PROBLEM DETAILS –
Every line between the top of the data below and the line with "pub struct CliConfig", both ends included, must be retyped exactly.

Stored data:
====
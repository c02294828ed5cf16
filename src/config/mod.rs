pub mod toml_config;

pub use toml_config::PhototypeConfig;

#[cfg(feature = "cli")]
use clap::{Parser, Subcommand};
#[cfg(feature = "cli")]
use std::path::PathBuf;

#[cfg(feature = "cli")]
#[derive(Debug, Clone, Parser)]
#[command(name = "phototype")]
#[command(about = "PDF language detection, segmentation and OCR services")]
pub struct CliConfig {
    #[arg(long, default_value = "phototype.toml", help = "Path to the TOML configuration")]
    pub config: PathBuf,

    #[arg(long, help = "Enable verbose output")]
    pub verbose: bool,

    #[arg(long, help = "Log process CPU and memory usage")]
    pub monitor: bool,

    #[command(subcommand)]
    pub command: Option<Command>,
}

#[cfg(feature = "cli")]
#[derive(Debug, Clone, Subcommand)]
pub enum Command {
    /// Start every enabled service (default)
    Run,
    /// Start a single service by name, e.g. `router` or `ocr-ru`
    Serve { name: String },
    /// Enhance every PDF in a directory into page images
    Enhance {
        dir: PathBuf,
        #[arg(long, help = "Output directory, defaults to paths.processed_dir")]
        out: Option<PathBuf>,
        #[arg(long, help = "Rasterisation DPI, defaults to preprocessor.enhance_dpi")]
        dpi: Option<u32>,
    },
    /// Report whether poppler can be found and run
    CheckPoppler,
}

#[cfg(feature = "cli")]
impl CliConfig {
    pub fn command(&self) -> Command {
        self.command.clone().unwrap_or(Command::Run)
    }

    /// 載入設定檔 (不存在時使用預設值)
    pub fn load(&self) -> crate::Result<PhototypeConfig> {
        PhototypeConfig::load_or_default(&self.config)
    }
}
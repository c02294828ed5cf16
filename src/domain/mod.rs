// Domain layer: shared models and ports. Concrete implementations live in adapters.

pub mod model;
pub mod ports;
====
RESULT BELOW –
repository c02294828ed5cf16
filename src/config/mod.rs
pub mod toml_config;

pub use toml_config::PhototypeConfig;

#[cfg(feature = "cli")]
use clap::{Parser, Subcommand};
#[cfg(feature = "cli")]
use std::path::PathBuf;

#[cfg(feature = "cli")]
#[derive(Debug, Clone, Parser)]
#[command(name = "phototype")]
#[command(about = "PDF language detection, segmentation and OCR services")]
pub struct CliConfig {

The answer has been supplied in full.